Whenever a line in the data holds the string "connection", copy that line.

-- Available data follows --

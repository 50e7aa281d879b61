//! IMAP connection management.
//!
//! This module provides connection handling for IMAP servers, including:
//! - Configuration (host, port, security mode, timeouts)
//! - TLS/plaintext stream abstraction
//! - The [`Transport`] trait and its framed implementation

mod config;
mod framed;
mod stream;
mod transport;

pub use config::{Config, ConfigBuilder, DEFAULT_READ_ATTEMPTS, Security};
pub use framed::{FramedTransport, MAX_LINE_LENGTH, MAX_LITERAL_SIZE};
pub use stream::{ImapStream, connect, create_tls_connector};
pub use transport::Transport;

-- Available data concluded --

**The completed task:**
//! IMAP connection management.
//! This module provides connection handling for IMAP servers, including:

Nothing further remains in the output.